Le non-droit de vote
Témoignage de Mégane Michon
En Suisse, il y a celles et ceux qui ont le droit de vote et les personnes qui ne l’ont pas, que l'on a privées de ce droit, jugées incapables de discernement. Ces personnes "sous curatelle de portée générale", selon le droit, sont souvent en situation de handicap.
"On m'a interdit de voter pendant une bonne dizaine d'années", raconte Mégane Michon, elle-même en situation de handicap. "A 18 ans, on te coupe d'une grosse partie de ta majorité et de ta vie, parce qu'on ne te croit pas capable de faire les choses." Désormais autonome, la jeune femme tente de regagner une partie des droits qui lui ont été ôtés, une mesure vécue comme une injustice et une discrimination.
En Suisse, on a voulu s'assurer que le droit de vote soit réservé aux personnes capables de l'utiliser, aptes au discernement et capables de prendre une décision raisonnable, explique le politologue Pascal Sciarini.
La curatelle générale, qui entraîne l'impossibilité de vote, est-elle bien légale? "C'est légal, parce ce que la Constitution fédérale le prévoit", admet Pascal Sciarini. "Et pas légal, parce que la Suisse a ratifié en 2014 la Convention de l'ONU relative aux droits des personnes handicapées, qui stipule que les personnes qui souffrent d'un problème de santé mentale ou psychique devraient pouvoir participer à la vie publique et politique, y compris être élues."
Les primo-votants
Témoignage de Céline Jaquet Chiffelle
En Suisse, majorité à 18 ans rime avec droit de vote. Les jeunes citoyens sont-ils intéressés par la vie démocratique? Céline Jaquet Chiffelle a 17 ans, vient de terminer son lycée et votera pour la première fois lors des élections fédérales du 22 octobre prochain. Elle se réjouit d'user de ce droit.

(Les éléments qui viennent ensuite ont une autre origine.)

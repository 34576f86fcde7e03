//! Error types for the reddit-ripper application.

use thiserror::Error;

/// Main error type for the application.
#[derive(Error, Debug)]
pub enum Error {
    // Configuration errors
    #[error("Configuration error: {0}")]
    Config(String),

    #[error("Invalid configuration value for '{field}': {message}")]
    ConfigValidation { field: String, message: String },

    // Feed-level errors
    #[error("Fetching posts for r/{feed} failed: HTTP {status}")]
    FeedFetch { feed: String, status: u16 },

    #[error("Subreddit {0} not found or has no posts")]
    EmptyFeed(String),

    #[error("API error: {0}")]
    Api(String),

    // Task-level errors
    #[error("Download failed: {0}")]
    Download(String),

    #[error("URL {url} returned HTTP {status}")]
    BadStatus { url: String, status: u16 },

    #[error("Resolution failed: {0}")]
    Resolve(String),

    #[error("Indirect resolution disabled for the rest of this run")]
    ResolveBlocked,

    // File system errors
    #[error("Invalid filename: {0}")]
    InvalidFilename(String),

    // IO errors
    #[error("IO error: {0}")]
    Io(#[from] std::io::Error),

    // HTTP errors
    #[error("HTTP error: {0}")]
    Http(#[from] reqwest::Error),

    // URL parsing errors
    #[error("Invalid URL: {0}")]
    UrlParse(#[from] url::ParseError),
}

/// Result type alias using our Error type.
pub type Result<T> = std::result::Result<T, Error>;

/// Process exit codes.
pub mod exit_codes {
    pub const SUCCESS: i32 = 0;
    pub const CONFIG_ERROR: i32 = 1;
    pub const UNEXPECTED_ERROR: i32 = 2;
}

"Cela fait longtemps que j'attends ça (...), il va falloir que je me renseigne bien", affirme la jeune Neuchâteloise, déjà engagée civiquement, et qui se réjouit de pouvoir enfin militer "en tant que citoyenne".
Pour Pascal Sciarini, un tel enthousiasme est plutôt minoritaire au sein de la population des jeunes votants. "Les chiffres qu'on a sur la participation des jeunes sont assez clairs: les jeunes de la tranche d'âge 18-25 ans votent environ 2,5 fois moins que les 60 à 80 ans."